FBI desmascara um jovem israelense, autista e com um tumor cerebral, que ganhou meio milhão de dólares propagando 2.000 falsos avisos de atentados

Juan Carlos Sanz
Michael Rum David Kadar, acusado de fazer 2.000 ameaças pela de Internet.
Michael Rum David Kadar, acusado de fazer 2.000 ameaças pela de Internet.Baz Ratner (REUTERS)

A vida não havia sorrido para Michael Ron David. Afligido por um autismo profundo e com um tumor cerebral diagnosticado, suas palavras estavam marcadas desde a infância por um defeito na fala. Mesmo assim, tentou tirar partido do seu destino. Nasceu nos Estados Unidos, mas seus pais o levaram a Israel quando completou cinco anos. Mudaram-se para Ashkelon, uma cidade portuária da qual ninguém se recorda, exceto quando nela caem os foguetes Qassam disparados da vizinha Faixa de Gaza, ou quando os guias turísticos mencionam a figura bíblica de Sansão.

Kadar não conhecia quase ninguém. Não foi à escola. Livrou-se também do serviço militar, obrigatório no Estado judeu. Foi educado em casa por seus pais – um israelense e uma norte-americana, de quem herdou ambos os passaportes – como se fosse um ser monstruoso que a família queria ocultar. Passava o dia inteiro com seus computadores. Até que se tornou um especialista em informática, um hacker global, um explorador da Deep Web: as profundezas da Internet, aonde os buscadores nunca chegam. Foi detido há um mês, já completados os 18 anos, pela brigada de crimes cibernéticos da polícia de Israel. O FBI estava nos seus calcanhares havia semanas. Era o principal suspeito da crescente onda de ameaças feitas contra instituições judaicas nos EUA desde a chegada de Donald Trump à Casa Branca.

A comoção social gerada pela detenção de um rapaz judeu acusado de crimes de ódio religioso e antissemitismo se viu aliviada quando seu advogado e seus familiares detalharam o seu precário estado de saúde mental. Israel e Estados Unidos, suas duas pátrias, pareciam dispostas a arquivar as acusações e abrir um processo psiquiátrico contra ele.

Mas não estava tão alienado. As peças de acusação apresentadas pelos investigadores policiais a um tribunal distrital de Tel Aviv, onde foi formalmente acusado por mais de 2.000 crimes cibernéticos, e tribunais federais da Flórida e da Geórgia revelaram os rastros que Kadar deixou.

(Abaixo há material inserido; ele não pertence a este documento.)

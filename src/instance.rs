//! Instance creation.
//!
//! The [`Instance`] is the connection to the Vulkan loader: the first object
//! created and the root every other object hangs off. Debug builds enable the
//! Khronos validation layer and a debug-utils messenger that forwards
//! validation messages into `tracing`.

use std::{
    ffi::{CStr, c_char, c_void},
    ops::Deref,
};

use ash::{ext, khr, vk};
use raw_window_handle::RawDisplayHandle;

use crate::error::{Error, Result};

const VALIDATION_LAYER: &CStr = c"VK_LAYER_KHRONOS_validation";

/// A Vulkan instance plus the instance-level extension loaders the crate
/// needs. Destroyed on drop, after the messenger.
pub struct Instance {
    entry: ash::Entry,
    instance: ash::Instance,
    surface_loader: khr::surface::Instance,
    debug_messenger: Option<(ext::debug_utils::Instance, vk::DebugUtilsMessengerEXT)>,
    supports_surface_maintenance: bool,
}

impl Deref for Instance {
    type Target = ash::Instance;

    fn deref(&self) -> &Self::Target {
        &self.instance
    }
}

impl Instance {
    /// Creates an instance targeting Vulkan 1.3 with the surface extensions
    /// required for `display_handle`, plus validation in debug builds.
    pub fn new(display_handle: RawDisplayHandle) -> Result<Self> {
        let entry = unsafe { ash::Entry::load() }
            .map_err(|err| Error::Context(format!("failed to load the Vulkan loader: {err}")))?;

        let available_layers = unsafe { entry.enumerate_instance_layer_properties()? };
        let available_extensions =
            unsafe { entry.enumerate_instance_extension_properties(None)? };
        let has_extension = |name: &CStr| {
            available_extensions
                .iter()
                .any(|ext| ext.extension_name_as_c_str() == Ok(name))
        };

        let mut layers: Vec<*const c_char> = Vec::new();
        let validation_available = available_layers
            .iter()
            .any(|layer| layer.layer_name_as_c_str() == Ok(VALIDATION_LAYER));
        if cfg!(debug_assertions) && validation_available {
            layers.push(VALIDATION_LAYER.as_ptr());
        }

        let mut extensions: Vec<*const c_char> =
            ash_window::enumerate_required_extensions(display_handle)?.to_vec();
        let debug_utils_available =
            cfg!(debug_assertions) && has_extension(ext::debug_utils::NAME);
        if debug_utils_available {
            extensions.push(ext::debug_utils::NAME.as_ptr());
        }
        // Surface maintenance feeds the swapchain's per-present fences.
        let supports_surface_maintenance = has_extension(ext::surface_maintenance1::NAME)
            && has_extension(khr::get_surface_capabilities2::NAME);
        if supports_surface_maintenance {
            extensions.push(khr::get_surface_capabilities2::NAME.as_ptr());
            extensions.push(ext::surface_maintenance1::NAME.as_ptr());
        }

        let app_info = vk::ApplicationInfo::default()
            .application_name(c"scoria")
            .engine_name(c"scoria")
            .api_version(vk::API_VERSION_1_3);
        let create_info = vk::InstanceCreateInfo::default()
            .application_info(&app_info)
            .enabled_layer_names(&layers)
            .enabled_extension_names(&extensions);
        let instance = unsafe { entry.create_instance(&create_info, None)? };

        let debug_messenger = if debug_utils_available {
            let loader = ext::debug_utils::Instance::new(&entry, &instance);
            let info = vk::DebugUtilsMessengerCreateInfoEXT::default()
                .message_severity(
                    vk::DebugUtilsMessageSeverityFlagsEXT::WARNING
                        | vk::DebugUtilsMessageSeverityFlagsEXT::ERROR,
                )
                .message_type(
                    vk::DebugUtilsMessageTypeFlagsEXT::VALIDATION
                        | vk::DebugUtilsMessageTypeFlagsEXT::PERFORMANCE,
                )
                .pfn_user_callback(Some(debug_callback));
            let messenger = unsafe { loader.create_debug_utils_messenger(&info, None)? };
            Some((loader, messenger))
        } else {
            None
        };

        let surface_loader = khr::surface::Instance::new(&entry, &instance);
        tracing::info!(
            validation = cfg!(debug_assertions) && validation_available,
            surface_maintenance = supports_surface_maintenance,
            "created Vulkan instance"
        );

        Ok(Self {
            entry,
            instance,
            surface_loader,
            debug_messenger,
            supports_surface_maintenance,
        })
    }

    pub fn entry(&self) -> &ash::Entry {
        &self.entry
    }

    pub fn raw(&self) -> &ash::Instance {
        &self.instance
    }

    pub fn surface_loader(&self) -> &khr::surface::Instance {
        &self.surface_loader
    }

    pub fn supports_surface_maintenance(&self) -> bool {
        self.supports_surface_maintenance
    }
}

impl Drop for Instance {
    fn drop(&mut self) {
        unsafe {
            if let Some((loader, messenger)) = self.debug_messenger.take() {
                loader.destroy_debug_utils_messenger(messenger, None);
            }
            self.instance.destroy_instance(None);
        }
    }
}

unsafe extern "system" fn debug_callback(
    severity: vk::DebugUtilsMessageSeverityFlagsEXT,
    _types: vk::DebugUtilsMessageTypeFlagsEXT,
    data: *const vk::DebugUtilsMessengerCallbackDataEXT<'_>,
    _user_data: *mut c_void,
) -> vk::Bool32 {
    let message = unsafe {
        (*data)
            .message_as_c_str()
            .map(|m| m.to_string_lossy().into_owned())
            .unwrap_or_default()
    };
    if severity.contains(vk::DebugUtilsMessageSeverityFlagsEXT::ERROR) {
        tracing::error!(target: "scoria::validation", "{message}");
    } else {
        tracing::warn!(target: "scoria::validation", "{message}");
    }
    vk::FALSE
}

Ele mantinha uma agenda de suas atividades numa memória externa. Conservava as gravações de suas conversas. Arquivava as notícias publicadas sobre as consequências de suas intimidações na sociedade e nos serviços de segurança.

O jovem operava como um achacador global, cobrando suas extorsões em bitcoins, a moeda digital anônima que não deixa rastro. Os agentes que o detiveram em seu domicílio em Ashkelon – onde operava cinco computadores e uma antena de wi-fi de longo alcance, assim como programas de alteração de voz e aplicativos para usurpar identidades – apreenderam um botim equivalente a meio milhão de dólares (1,7 milhão de reais) na criptodivisa virtual. Ele obteve esse montante ao longo de dois anos de chantagens através da rede nos Estados Unidos, Reino Unido, Noruega, Dinamarca, Austrália e Nova Zelândia.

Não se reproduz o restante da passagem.